« Les opérations de recherche continuent et ont été étendues mercredi côté espagnol pour tenter de retrouver les deux disparus », a précisé le Centre.
Dimanche, vers 01H15 GMT, il avait reçu une alerte signalant que le catamaran « Stella » était en difficulté.
Le bateau, toujours flottant, ainsi qu’un radeau de sauvetage avaient été retrouvés vides à trois milles nautiques, soit environ cinq kilomètres des côtes de Tanger.
Des recherches d’une grande envergure avaient alors été lancées pour retrouver un canot annexe, équipé d’un moteur hors-bord dont disposait également l’équipage.
Deux avions, autant d’hélicoptères et trois unités maritimes sont toujours déployés ainsi que des scaphandriers de la Protection civile et des secouristes qui ratissent le long de la côte, selon le Centre.
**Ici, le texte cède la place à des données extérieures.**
use chrono::{DateTime, Utc};
use serde::{Deserialize, Serialize};

use super::domain::{CandidateId, Case, CaseId, CaseStatus};

/// Storage abstraction so the coordinator can be exercised in isolation.
///
/// `update` is the only write path for existing cases and carries the
/// version the caller read; the store must refuse the commit when the
/// stored version differs.
pub trait CaseRepository: Send + Sync {
    fn insert(&self, case: Case) -> Result<Case, RepositoryError>;
    fn fetch(&self, id: &CaseId) -> Result<Option<Case>, RepositoryError>;
    fn update(&self, case: Case, expected_version: u64) -> Result<Case, RepositoryError>;
    /// Number of the candidate's cases whose status is in `statuses`,
    /// excluding the case named by `except`.
    fn count_in_statuses(
        &self,
        candidate: &CandidateId,
        statuses: &[CaseStatus],
        except: &CaseId,
    ) -> Result<usize, RepositoryError>;
}

/// Error enumeration for repository failures.
#[derive(Debug, thiserror::Error)]
pub enum RepositoryError {
    #[error("case already exists")]
    Conflict,
    #[error("case not found")]
    NotFound,
    #[error("stale case: expected version {expected}, stored version {actual}")]
    VersionConflict { expected: u64, actual: u64 },
    #[error("repository unavailable: {0}")]
    Unavailable(String),
}

/// A candidate-facing message produced from a template. Rendering is
/// separate from sending so a missing template can abort a decision command
/// before anything is committed.
#[derive(Debug, Clone, PartialEq, Eq, Serialize, Deserialize)]
pub struct RenderedMessage {
    pub template: String,
    pub subject: String,
    pub body: String,
}

/// Outbound candidate notification hooks (e-mail adapters in production).
pub trait NotificationGateway: Send + Sync {
    fn render(&self, template: &str, case: &Case) -> Result<RenderedMessage, NotificationError>;
    fn send(&self, case: &CaseId, message: RenderedMessage) -> Result<(), NotificationError>;
}

#[derive(Debug, thiserror::Error)]
pub enum NotificationError {
    #[error("no notification template named {0}")]
    MissingTemplate(String),
    #[error("notification transport unavailable: {0}")]
    Transport(String),
}

/// One recorded workflow step, written before the case commit so a failed
/// trail write aborts the command.
#[derive(Debug, Clone, PartialEq, Eq, Serialize)]
pub struct AuditEntry {
    pub case: CaseId,
    pub command: &'static str,
    pub from: CaseStatus,
    pub to: CaseStatus,
    pub recorded_at: DateTime<Utc>,
}

pub trait AuditTrail: Send + Sync {
    fn record(&self, entry: AuditEntry) -> Result<(), AuditError>;
}

#[derive(Debug, thiserror::Error)]
pub enum AuditError {
    #[error("audit trail unavailable: {0}")]
    Unavailable(String),
}

/// Sanitized representation of a case's exposed status.
#[derive(Debug, Clone, Serialize)]
pub struct CaseStatusView {
    pub case_id: CaseId,
    pub reference: String,
    pub status: &'static str,
    pub version: u64,
    #[serde(skip_serializing_if = "Option::is_none")]
    pub submitted_at: Option<DateTime<Utc>>,
}

impl CaseStatusView {
    pub fn of(case: &Case) -> Self {
        Self {
            case_id: case.id.clone(),
            reference: case.reference.clone(),
            status: case.status.label(),
            version: case.version,
            submitted_at: case.submitted_at,
        }
    }
}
Des recherches satellitaires ont aussi été mises en place.
Un avion de la marine française avait été déployé lundi avant de quitter la zone de recherche le soir-même, selon la même source.
Les causes de l’incident demeurent inconnues, d’après l’organisme marocain de sauvetage maritime qui a précisé que « les plaisanciers ne disposaient pas de balise de détresse ».
Selon Adrien Danzé, le père de Vincent (25 ans), l’un des deux disparus, un message signalant une voie d’eau a été envoyé, puis un second un peu plus tard, disant que l’équipage quittait le bateau pour l’annexe.
Le bateau était en convoyage depuis la Martinique, dans les Antilles françaises, vers un port européen, Barcelone ou Marseille, a précisé à l’AFP M. Danzé.